## Your assignment
Lines to restate from the data below: from the one containing "pub fn name(self)" to the one containing "fn pair_tokens(tokens: &[Token])", both included. Give them again exactly, and only them.
Start of Available data
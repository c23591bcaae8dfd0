//! Colored terminal output utilities.

use console::{Style, Term};

/// Terminal output formatter.
pub(crate) struct Output {
    term: Term,
    green: Style,
    red: Style,
}

impl Output {
    /// Create a new output formatter.
    #[must_use]
    pub(crate) fn new() -> Self {
        Self {
            term: Term::stderr(),
            green: Style::new().green(),
            red: Style::new().red(),
        }
    }

    /// Print a success message (green).
    pub(crate) fn success(&self, msg: &str) {
        let _ = self.term.write_line(&self.green.apply_to(msg).to_string());
    }

    /// Print an error message (red).
    pub(crate) fn error(&self, msg: &str) {
        let _ = self.term.write_line(&self.red.apply_to(msg).to_string());
    }
}
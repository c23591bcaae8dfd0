//! `[video src="URL"]` tag.

use std::borrow::Cow;
use std::sync::LazyLock;

use regex::{Captures, Regex};

use super::{TagTransformer, TransformContext};
use crate::RenderError;

/// The bracketed tag must contain `src="..."` literally; other attributes are
/// ignored.
static VIDEO_TAG_RE: LazyLock<Regex> =
    LazyLock::new(|| Regex::new(r#"\[video\b[^\]]*?src="([^"]*)"[^\]]*\]"#).unwrap());

/// `v=` query parameter of a YouTube watch URL.
static YOUTUBE_ID_RE: LazyLock<Regex> =
    LazyLock::new(|| Regex::new(r"[?&]v=([^&\]]*)").unwrap());

/// Trailing numeric id of a Vimeo URL, with optional `www.`/`player.` host
/// prefixes and intermediate path segments such as `/videos` or `/channels/x`.
static VIMEO_URL_RE: LazyLock<Regex> = LazyLock::new(|| {
    Regex::new(r"https?://(?:\w{3}\.|player\.)*vimeo\.com(?:[/\w:]*(?:/videos)?)?/([0-9]+)\S*")
        .unwrap()
});

/// Recognized video hosts, in detection order.
const HOST_NEEDLES: [(&str, VideoHost); 2] =
    [("youtube", VideoHost::YouTube), ("vimeo", VideoHost::Vimeo)];

/// Video host recognized from a `src` URL.
#[derive(Debug, Clone, Copy, PartialEq, Eq)]
pub enum VideoHost {
    /// youtube.com watch URLs.
    YouTube,
    /// vimeo.com video URLs.
    Vimeo,
}

impl VideoHost {
    /// Detect the host from substrings of `url`.
    ///
    /// Needles are checked in the order `youtube`, `vimeo` and the last one
    /// found wins, so a URL mentioning both is treated as Vimeo.
    #[must_use]
    pub fn detect(url: &str) -> Option<Self> {
        HOST_NEEDLES
            .iter()
            .rev()
            .find(|(needle, _)| url.contains(*needle))
            .map(|&(_, host)| host)
    }

    /// Rewrite a watch URL into the host's embeddable player URL.
    ///
    /// URLs the host pattern does not recognize are returned unchanged.
    #[must_use]
    pub fn embed_url(self, url: &str) -> Cow<'_, str> {
        match self {
            Self::YouTube => match YOUTUBE_ID_RE.captures(url) {
                Some(caps) => Cow::Owned(format!("https://www.youtube.com/embed/{}", &caps[1])),
                None => Cow::Borrowed(url),
            },
            Self::Vimeo => VIMEO_URL_RE.replace(url, "https://player.vimeo.com/video/${1}"),
        }
    }

    /// Build the responsive iframe embed for `src`.
    #[must_use]
    pub fn embed_html(self, src: &str) -> String {
        match self {
            Self::YouTube => format!(
                r#"<div class="video-responsive"><iframe src="{src}" title="YouTube video player" frameborder="0" allow="accelerometer; autoplay; clipboard-write; encrypted-media; gyroscope; picture-in-picture; web-share" allowfullscreen referrerpolicy="strict-origin-when-cross-origin"></iframe></div>"#
            ),
            Self::Vimeo => format!(
                r#"<div class="video-responsive"><iframe src="{src}" title="Vimeo video player" frameborder="0" allow="autoplay; fullscreen; picture-in-picture" allowfullscreen sandbox="allow-same-origin allow-scripts allow-forms"></iframe></div>"#
            ),
        }
    }
}

/// Replaces `[video src="..."]` with a YouTube or Vimeo iframe.
///
/// Tags pointing at any other host are left exactly as written.
#[derive(Debug, Clone, Copy, Default)]
pub struct VideoTag;

impl TagTransformer for VideoTag {
    fn name(&self) -> &str {
        "video"
    }

    fn transform<'t>(
        &self,
        text: &'t str,
        _ctx: &TransformContext<'_>,
    ) -> Result<Cow<'t, str>, RenderError> {
        Ok(VIDEO_TAG_RE.replace_all(text, |caps: &Captures<'_>| {
            let url = &caps[1];
            match VideoHost::detect(url) {
                Some(host) => host.embed_html(&host.embed_url(url)),
                None => {
                    tracing::trace!(url, "Unrecognized video host, leaving tag as text");
                    caps[0].to_owned()
                }
            }
        }))
    }
}

#[cfg(test)]
mod tests {
    use pretty_assertions::assert_eq;

    use super::*;
    use crate::ColorResolver;

    fn expand(text: &str) -> String {
        let colors = ColorResolver::default();
        let ctx = TransformContext {
            colors: &colors,
            nested: &|inner| Ok(inner.to_owned()),
        };
        VideoTag.transform(text, &ctx).unwrap().into_owned()
    }

    #[test]
    fn test_detect_youtube() {
        assert_eq!(
            VideoHost::detect("https://www.youtube.com/watch?v=abc"),
            Some(VideoHost::YouTube)
        );
    }

    #[test]
    fn test_detect_vimeo() {
        assert_eq!(
            VideoHost::detect("https://vimeo.com/123"),
            Some(VideoHost::Vimeo)
        );
    }

    #[test]
    fn test_detect_last_needle_wins() {
        assert_eq!(
            VideoHost::detect("https://vimeo.com/123?ref=youtube"),
            Some(VideoHost::Vimeo)
        );
        assert_eq!(
            VideoHost::detect("https://youtube.com/watch?v=x&from=vimeo"),
            Some(VideoHost::Vimeo)
        );
    }

    #[test]
    fn test_detect_unknown() {
        assert_eq!(VideoHost::detect("https://example.com/clip.mp4"), None);
    }

    #[test]
    fn test_youtube_embed_url() {
        assert_eq!(
            VideoHost::YouTube.embed_url("https://youtube.com/watch?v=abc123"),
            "https://www.youtube.com/embed/abc123"
        );
    }

    #[test]
    fn test_youtube_embed_url_stops_at_ampersand() {
        assert_eq!(
            VideoHost::YouTube.embed_url("https://www.youtube.com/watch?v=abc123&t=42s"),
            "https://www.youtube.com/embed/abc123"
        );
    }

    #[test]
    fn test_youtube_embed_url_later_param() {
        assert_eq!(
            VideoHost::YouTube.embed_url("https://www.youtube.com/watch?feature=share&v=xyz"),
            "https://www.youtube.com/embed/xyz"
        );
    }

    #[test]
    fn test_youtube_without_id_unchanged() {
        assert_eq!(
            VideoHost::YouTube.embed_url("https://www.youtube.com/embed/abc"),
            "https://www.youtube.com/embed/abc"
        );
    }

    #[test]
    fn test_vimeo_embed_url() {
        assert_eq!(
            VideoHost::Vimeo.embed_url("https://vimeo.com/76979871"),
            "https://player.vimeo.com/video/76979871"
        );
    }

    #[test]
    fn test_vimeo_embed_url_variants() {
        let cases = [
            "https://www.vimeo.com/76979871",
            "https://player.vimeo.com/video/76979871",
            "https://vimeo.com/channels/staffpicks/76979871",
            "http://vimeo.com/user/videos/76979871?autoplay=1",
        ];
        for url in cases {
            assert_eq!(
                VideoHost::Vimeo.embed_url(url),
                "https://player.vimeo.com/video/76979871",
                "url: {url}"
            );
        }
    }

    #[test]
    fn test_youtube_tag() {
        let out = expand(r#"[video src="https://youtube.com/watch?v=abc123"]"#);
        assert!(out.starts_with(r#"<div class="video-responsive"><iframe src="https://www.youtube.com/embed/abc123""#));
        assert!(out.contains(r#"title="YouTube video player""#));
        assert!(out.ends_with("</iframe></div>"));
    }

    #[test]
    fn test_vimeo_tag() {
        let out = expand(r#"[video src="https://vimeo.com/123456"]"#);
        assert!(out.contains(r#"src="https://player.vimeo.com/video/123456""#));
        assert!(out.contains(r#"sandbox="allow-same-origin allow-scripts allow-forms""#));
    }

    #[test]
    fn test_other_attributes_ignored() {
        let out = expand(r#"[video width="640" src="https://youtube.com/watch?v=abc" autoplay]"#);
        assert!(out.contains(r#"src="https://www.youtube.com/embed/abc""#));
        assert!(!out.contains("640"));
    }

    #[test]
    fn test_unknown_host_unchanged() {
        let text = r#"See [video src="https://example.com/clip.mp4"] here."#;
        assert_eq!(expand(text), text);
    }

    #[test]
    fn test_missing_src_unchanged() {
        let text = "[video https://youtube.com/watch?v=abc]";
        assert_eq!(expand(text), text);
    }

    #[test]
    fn test_two_tags_on_one_line() {
        let out = expand(
            r#"[video src="https://youtube.com/watch?v=a"] [video src="https://vimeo.com/1"]"#,
        );
        assert!(out.contains("https://www.youtube.com/embed/a"));
        assert!(out.contains("https://player.vimeo.com/video/1"));
    }
}
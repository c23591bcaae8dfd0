//! `[rtl]`, `[ltr]` and `[mono]` container tags.
//!
//! Container content is rendered through the whole pipeline again, so it may
//! hold Markdown, other custom tags, and further containers.

use std::borrow::Cow;
use std::sync::LazyLock;

use regex::Regex;

use super::{TagTransformer, TransformContext};
use crate::RenderError;

static RTL_TOKEN_RE: LazyLock<Regex> = LazyLock::new(|| Regex::new(r"\[/?rtl\]").unwrap());
static LTR_TOKEN_RE: LazyLock<Regex> = LazyLock::new(|| Regex::new(r"\[/?ltr\]").unwrap());
static MONO_TOKEN_RE: LazyLock<Regex> = LazyLock::new(|| Regex::new(r"\[/?mono\]").unwrap());

/// Kind of container tag.
#[derive(Debug, Clone, Copy, PartialEq, Eq)]
pub enum ContainerKind {
    /// `[rtl]...[/rtl]` - right-to-left block.
    Rtl,
    /// `[ltr]...[/ltr]` - left-to-right block.
    Ltr,
    /// `[mono]...[/mono]` - monospace block.
    Mono,
}

impl ContainerKind {
    /// Tag name, also used as the wrapper's CSS class.
    #[must_use]
    pub fn name(self) -> &'static str {
        match self {
            Self::Rtl => "rtl",
            Self::Ltr => "ltr",
            Self::Mono => "mono",
        }
    }

    /// Pattern matching both the opening and the closing tag.
    fn token_re(self) -> &'static Regex {
        match self {
            Self::Rtl => &RTL_TOKEN_RE,
            Self::Ltr => &LTR_TOKEN_RE,
            Self::Mono => &MONO_TOKEN_RE,
        }
    }
}

/// Opening or closing tag position.
#[derive(Debug, Clone, Copy)]
struct Token {
    start: usize,
    end: usize,
    is_open: bool,
}

/// Renders container content recursively and wraps it in
/// `<div class="{kind}">`.
///
/// An opening tag pairs with the closing tag that balances it. An opening tag
/// left unbalanced by a later stray opener pairs with the first closing tag
/// after it instead. An opening tag with no closing tag after it stays in the
/// text unchanged.
#[derive(Debug, Clone, Copy)]
pub struct ContainerTag {
    kind: ContainerKind,
}

impl ContainerTag {
    /// Create a transformer for the given container kind.
    #[must_use]
    pub fn new(kind: ContainerKind) -> Self {
        Self { kind }
    }

    fn tokens(&self, text: &str) -> Vec<Token> {
        self.kind
            .token_re()
            .find_iter(text)
            .map(|m| Token {
                start: m.start(),
                end: m.end(),
                is_open: !m.as_str().starts_with("[/"),
            })
            .collect()
    }
}

/// Closing token index for every opening token, in two linear passes.
///
/// The forward pass pairs balanced tokens with a stack. The backward pass
/// gives each opener still unpaired the first closing token after it.
fn pair_tokens(tokens: &[Token]) -> Vec<Option<usize>> {
    let mut pairs = vec![None; tokens.len()];

    let mut open_stack = Vec::new();
    for (idx, token) in tokens.iter().enumerate() {
        if token.is_open {
            open_stack.push(idx);
        } else if let Some(open_idx) = open_stack.pop() {
            pairs[open_idx] = Some(idx);
        }
    }

    let mut next_close = None;
    for (idx, token) in tokens.iter().enumerate().rev() {
        if !token.is_open {
            next_close = Some(idx);
        } else if pairs[idx].is_none() {
            pairs[idx] = next_close;
        }
    }

    pairs
}

impl TagTransformer for ContainerTag {
    fn name(&self) -> &str {
        self.kind.name()
    }

    fn transform<'t>(
        &self,
        text: &'t str,
        ctx: &TransformContext<'_>,
    ) -> Result<Cow<'t, str>, RenderError> {
        let tokens = self.tokens(text);
        if tokens.is_empty() {
            return Ok(Cow::Borrowed(text));
        }
        let pairs = pair_tokens(&tokens);

        let class = self.kind.name();
        let mut output = String::with_capacity(text.len());
        let mut last_end = 0;
        let mut idx = 0;

        while idx < tokens.len() {
            let open = tokens[idx];
            if !open.is_open {
                idx += 1;
                continue;
            }

            // No closing tag remains anywhere after this opener.
            let Some(close_idx) = pairs[idx] else {
                tracing::trace!(tag = class, offset = open.start, "Unterminated container tag");
                break;
            };
            let close = tokens[close_idx];

            let inner = ctx.render_nested(&text[open.end..close.start])?;
            output.push_str(&text[last_end..open.start]);
            output.push_str(r#"<div class=""#);
            output.push_str(class);
            output.push_str(r#"">"#);
            output.push_str(&inner);
            output.push_str("</div>");

            last_end = close.end;
            idx = close_idx + 1;
        }

        if last_end == 0 {
            return Ok(Cow::Borrowed(text));
        }
        output.push_str(&text[last_end..]);
        Ok(Cow::Owned(output))
    }
}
End of Available data
## Result below
    pub fn name(self) -> &'static str {
        match self {
            Self::Rtl => "rtl",
            Self::Ltr => "ltr",
            Self::Mono => "mono",
        }
    }

    /// Pattern matching both the opening and the closing tag.
    fn token_re(self) -> &'static Regex {
        match self {
            Self::Rtl => &RTL_TOKEN_RE,
            Self::Ltr => &LTR_TOKEN_RE,
            Self::Mono => &MONO_TOKEN_RE,
        }
    }
}

/// Opening or closing tag position.
#[derive(Debug, Clone, Copy)]
struct Token {
    start: usize,
    end: usize,
    is_open: bool,
}

/// Renders container content recursively and wraps it in
/// `<div class="{kind}">`.
///
/// An opening tag pairs with the closing tag that balances it. An opening tag
/// left unbalanced by a later stray opener pairs with the first closing tag
/// after it instead. An opening tag with no closing tag after it stays in the
/// text unchanged.
#[derive(Debug, Clone, Copy)]
pub struct ContainerTag {
    kind: ContainerKind,
}

impl ContainerTag {
    /// Create a transformer for the given container kind.
    #[must_use]
    pub fn new(kind: ContainerKind) -> Self {
        Self { kind }
    }

    fn tokens(&self, text: &str) -> Vec<Token> {
        self.kind
            .token_re()
            .find_iter(text)
            .map(|m| Token {
                start: m.start(),
                end: m.end(),
                is_open: !m.as_str().starts_with("[/"),
            })
            .collect()
    }
}

/// Closing token index for every opening token, in two linear passes.
///
/// The forward pass pairs balanced tokens with a stack. The backward pass
/// gives each opener still unpaired the first closing token after it.
fn pair_tokens(tokens: &[Token]) -> Vec<Option<usize>> {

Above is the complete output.